— Try it —
Copy out every record below, word for word.

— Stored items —
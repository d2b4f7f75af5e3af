/// Torvane incremental view maintenance demo
///
/// Installs a pipeline once, then mutates the collection and shows that
/// materialize() stays current without re-running the pipeline.

use Torvane::core::collection::Collection;
use Torvane::core::types::RowId;
use Torvane::core::value::Document;

fn doc(json: &str) -> Document {
    Document::from_json(&serde_json::from_str(json).unwrap()).unwrap()
}

fn main() -> Result<(), Box<dyn std::error::Error>> {
    println!("\n=== Torvane streaming demo ===\n");

    let mut metrics = Collection::new(Vec::new());
    let pipeline: Vec<serde_json::Value> = serde_json::from_str(
        r#"[
            {"$match": {"status": "ok"}},
            {"$group": {"_id": "$service", "p_sum": {"$sum": "$latency"}, "n": {"$sum": 1}}}
        ]"#,
    )?;
    metrics.install(&pipeline)?;

    println!("Inserting measurements...");
    let rows: Vec<RowId> = [
        r#"{"service": "api", "status": "ok", "latency": 12}"#,
        r#"{"service": "api", "status": "ok", "latency": 18}"#,
        r#"{"service": "db", "status": "ok", "latency": 5}"#,
        r#"{"service": "api", "status": "error", "latency": 500}"#,
    ]
    .iter()
    .map(|j| metrics.insert(doc(j)))
    .collect::<Result<_, _>>()?;

    for out in metrics.materialize()? {
        println!("  {}", out.to_json());
    }

    println!("\nSecond api measurement degrades to an error...");
    metrics.update(rows[1], doc(r#"{"service": "api", "status": "error", "latency": 900}"#))?;
    for out in metrics.materialize()? {
        println!("  {}", out.to_json());
    }

    println!("\nThe db measurement is retracted...");
    metrics.remove(rows[2])?;
    for out in metrics.materialize()? {
        println!("  {}", out.to_json());
    }

    let stats = metrics.stats();
    println!("\nScheduler: batch size {}, ewma {:.2}ms, queue {:.0}%",
        stats.current_batch_size,
        stats.ewma_latency_ms,
        stats.queue_utilization * 100.0
    );

    metrics.destroy();
    println!("Collection destroyed; further inserts are rejected: {}",
        metrics.insert(doc(r#"{"service": "api"}"#)).is_err()
    );

    Ok(())
}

— Exercise answer —
repository d2b4f7f75af5e3af
/// Torvane incremental view maintenance demo
///
/// Installs a pipeline once, then mutates the collection and shows that
/// materialize() stays current without re-running the pipeline.

use Torvane::core::collection::Collection;
use Torvane::core::types::RowId;
use Torvane::core::value::Document;

fn doc(json: &str) -> Document {
    Document::from_json(&serde_json::from_str(json).unwrap()).unwrap()
}

fn main() -> Result<(), Box<dyn std::error::Error>> {
    println!("\n=== Torvane streaming demo ===\n");

    let mut metrics = Collection::new(Vec::new());
    let pipeline: Vec<serde_json::Value> = serde_json::from_str(
        r#"[
            {"$match": {"status": "ok"}},
            {"$group": {"_id": "$service", "p_sum": {"$sum": "$latency"}, "n": {"$sum": 1}}}
        ]"#,
    )?;
    metrics.install(&pipeline)?;

    println!("Inserting measurements...");
    let rows: Vec<RowId> = [
        r#"{"service": "api", "status": "ok", "latency": 12}"#,
        r#"{"service": "api", "status": "ok", "latency": 18}"#,
        r#"{"service": "db", "status": "ok", "latency": 5}"#,
        r#"{"service": "api", "status": "error", "latency": 500}"#,
    ]
    .iter()
    .map(|j| metrics.insert(doc(j)))
    .collect::<Result<_, _>>()?;

    for out in metrics.materialize()? {
        println!("  {}", out.to_json());
    }

    println!("\nSecond api measurement degrades to an error...");
    metrics.update(rows[1], doc(r#"{"service": "api", "status": "error", "latency": 900}"#))?;
    for out in metrics.materialize()? {
        println!("  {}", out.to_json());
    }

    println!("\nThe db measurement is retracted...");
    metrics.remove(rows[2])?;
    for out in metrics.materialize()? {
        println!("  {}", out.to_json());
    }

    let stats = metrics.stats();
    println!("\nScheduler: batch size {}, ewma {:.2}ms, queue {:.0}%",
        stats.current_batch_size,
        stats.ewma_latency_ms,
        stats.queue_utilization * 100.0
    );

    metrics.destroy();
    println!("Collection destroyed; further inserts are rejected: {}",
        metrics.insert(doc(r#"{"service": "api"}"#)).is_err()
    );

    Ok(())
}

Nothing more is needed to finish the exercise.